Monday, May 23, 2016
Who's the Boss?
Well it has been a year since MS reminded me that it was the boss of me. Yes, yes I know my disease doesn't define me and blah blah blah... but seriously for the first five years minus the initial flare up, I was living symptom free for days, weeks, months... even years. Until May 2015. What better time for MS to show up than when my husband has moved to California and we are packing up our house to move across country to join him? Sure, why not? I can handle more... Actually no. No I can't. Seriously, it is a wonder I wasn't hospitalized last summer. Well I should have been and tried to see a doctor but I've told you that story so there's no sense in repeating.
Now on to today. Today is about one year, give or take a few days, since "the flare up that never ends" started. Seriously it is still going on. A YEAR LATER. I have numbness in my head on the right side, still a numb left leg and sometimes the right side joins in after a long walk on the beach or hike through the hills of California. And of course, there's the vision thing. It is so much better than it was but it still goes double sometimes and it is down right frustrating.
So today was a routine visit to my neurologist to update him on my symptoms, ask if a cure had been found and discuss my current drug. I am not a fan of my current neurologist but honestly finding a neurologist is about as fun as getting your wisdom teeth pulled without anesthesia. OK, I don't actually know what that would be like but I imagine it to be awful so play along...

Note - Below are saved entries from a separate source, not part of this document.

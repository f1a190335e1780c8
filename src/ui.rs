use itertools::Itertools;
use ratatui::{
    buffer::Buffer,
    layout::{Alignment, Constraint, Direction, Layout, Rect},
    style::{Color, Modifier, Style},
    text::{Line, Span},
    widgets::{Block, Borders, Paragraph, Widget, Wrap},
    Frame,
};
use unicode_width::UnicodeWidthStr;

use crate::{
    app::App,
    metrics::{CharState, CharacterState, Metrics},
    session::Status,
};

const HORIZONTAL_MARGIN: u16 = 5;
const VERTICAL_MARGIN: u16 = 1;

pub fn ui(app: &App, f: &mut Frame) {
    f.render_widget(app, f.area());
}

impl Widget for &App {
    fn render(self, area: Rect, buf: &mut Buffer) {
        let metrics = self.engine.metrics();
        let states = self.engine.character_states();

        let chunks = Layout::default()
            .direction(Direction::Vertical)
            .horizontal_margin(HORIZONTAL_MARGIN)
            .vertical_margin(VERTICAL_MARGIN)
            .constraints([
                Constraint::Length(1), // title
                Constraint::Length(1), // padding
                Constraint::Length(3), // metrics row
                Constraint::Length(1), // padding
                Constraint::Min(1),    // paragraph
                Constraint::Length(1), // status
                Constraint::Length(1), // legend
            ])
            .split(area);

        Paragraph::new(Span::styled(
            "Typing Speed Test",
            Style::default()
                .fg(Color::Yellow)
                .add_modifier(Modifier::BOLD),
        ))
        .alignment(Alignment::Center)
        .render(chunks[0], buf);

        render_metrics(&metrics, chunks[2], buf);

        let text_width = chunks[4].width as usize;
        let fits_one_line = !self.engine.session().reference_text.contains('\n')
            && self.engine.session().reference_text.width() <= text_width;
        Paragraph::new(paragraph_lines(&states))
            .alignment(if fits_one_line {
                // short prompts look better centered
                Alignment::Center
            } else {
                Alignment::Left
            })
            .wrap(Wrap { trim: false })
            .render(chunks[4], buf);

        Paragraph::new(Span::styled(
            status_line(&metrics),
            Style::default()
                .fg(Color::Cyan)
                .add_modifier(Modifier::ITALIC),
        ))
        .alignment(Alignment::Center)
        .render(chunks[5], buf);

        let legend = match metrics.status {
            Status::Finished => "(r/tab) restart / (esc)ape",
            _ => "(tab) restart / (esc)ape",
        };
        Paragraph::new(Span::styled(
            legend,
            Style::default().add_modifier(Modifier::ITALIC),
        ))
        .render(chunks[6], buf);
    }
}

fn render_metrics(metrics: &Metrics, area: Rect, buf: &mut Buffer) {
    let boxes = Layout::default()
        .direction(Direction::Horizontal)
        .constraints([
            Constraint::Ratio(1, 3),
            Constraint::Ratio(1, 3),
            Constraint::Ratio(1, 3),
        ])
        .split(area);

    let finished = metrics.status == Status::Finished;
    let border_style = if finished {
        Style::default()
            .fg(Color::Yellow)
            .add_modifier(Modifier::BOLD)
    } else {
        Style::default().fg(Color::DarkGray)
    };
    let value_style = Style::default()
        .fg(Color::Yellow)
        .add_modifier(Modifier::BOLD);

    let values = [
        ("Time Left", format!("{}s", metrics.time_remaining)),
        ("WPM", metrics.wpm.to_string()),
        ("Accuracy", format!("{:.1}%", metrics.accuracy_percent)),
    ];

    for ((label, value), rect) in values.into_iter().zip(boxes.iter()) {
        Paragraph::new(Span::styled(value, value_style))
            .alignment(Alignment::Center)
            .block(
                Block::default()
                    .borders(Borders::ALL)
                    .border_style(border_style)
                    .title(label)
                    .title_alignment(Alignment::Center),
            )
            .render(*rect, buf);
    }
}

fn status_line(metrics: &Metrics) -> String {
    match metrics.status {
        Status::Waiting => "start typing to begin".to_string(),
        Status::Started => format!("time bonus {:+}s", metrics.bonus_secs),
        Status::Finished => format!(
            "finished in {:.1}s with {:+}s bonus",
            metrics.elapsed_secs, metrics.bonus_secs
        ),
    }
}

fn char_style(state: &CharacterState) -> Style {
    let bold = Style::default().add_modifier(Modifier::BOLD);
    let style = match state.state {
        CharState::Correct => bold.fg(Color::Green),
        CharState::Incorrect => bold.fg(Color::Red),
        CharState::Pending => bold.add_modifier(Modifier::DIM),
    };
    if state.is_cursor {
        style.add_modifier(Modifier::UNDERLINED)
    } else {
        style
    }
}

/// One ratatui line per reference line; line breaks are typed as spaces so
/// they get a visible marker when they carry an error or the cursor.
pub fn paragraph_lines(states: &[CharacterState]) -> Vec<Line<'static>> {
    states
        .split(|s| s.char == '\n')
        .zip(
            states
                .iter()
                .filter(|s| s.char == '\n')
                .map(Some)
                .chain(std::iter::once(None)),
        )
        .map(|(line, brk)| {
            let mut spans = line
                .iter()
                .map(|s| {
                    let symbol = match (s.char, s.state) {
                        (' ', CharState::Incorrect) => "·".to_string(),
                        (c, _) => c.to_string(),
                    };
                    Span::styled(symbol, char_style(s))
                })
                .collect_vec();
            if let Some(brk) = brk {
                if brk.is_cursor || brk.state == CharState::Incorrect {
                    spans.push(Span::styled("↵", char_style(brk)));
                }
            }
            Line::from(spans)
        })
        .collect_vec()
}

I found this neurologist as a referral and he's fine. He's not great. He's not personal. He's just fine. It has been six months since I started Tecfidera, a pill for MS. I am sure you've seen the glorious commercial of the woman who goes from hiking to swimming to a carnival and doesn't she look fabulous while doing it? Well the drug has been no carnival- I would get hives, itchy, wake up in the middle of the night with burning skin (think too many hours in the sun with zero SPF)... anyway it was just not for me. So I stopped taking it at the beginning of May. I've had some weird new symptoms that could be tied to it, could be MS or could just be God poking fun at me... who knows? So today I decided to revisit an old option, my first MS drug, Copaxone. This is an injection. Until a few years ago, injections were the only option. Then pills came along and heck, everyone signed up for that (or so it seemed) because who wants to give shots to themselves? Ummm, no one.
So why am I going back on Copaxone? When I was on Copaxone, injections were SEVEN days a week... well new studies show that Copaxone injections only need to be THREE times a week so I am going to give it a shot (you like that play on words?). I didn't have any real issues with Copaxone other than the frequency of shots. T-minus about 30 days to first injection... that's how long the paperwork takes these days.
Here's the sad truth of this little story. I explained to my neurologist today that for five years I really didn't feel like I had MS and now, every day, EVERY SINGLE DAY, I feel my MS. It sucks. I am not telling you this for sympathy. I don't want it. I am just educating you on my journey. I'll take your prayers, your well wishes, your free hot dishes (did you like that? that's for you, Minnesota family).
If life has afforded you financial gifts to bestow, consider giving to MS research. You pick it. I don't care. Just get me a cure. Cure Autism too. Please and Thank you.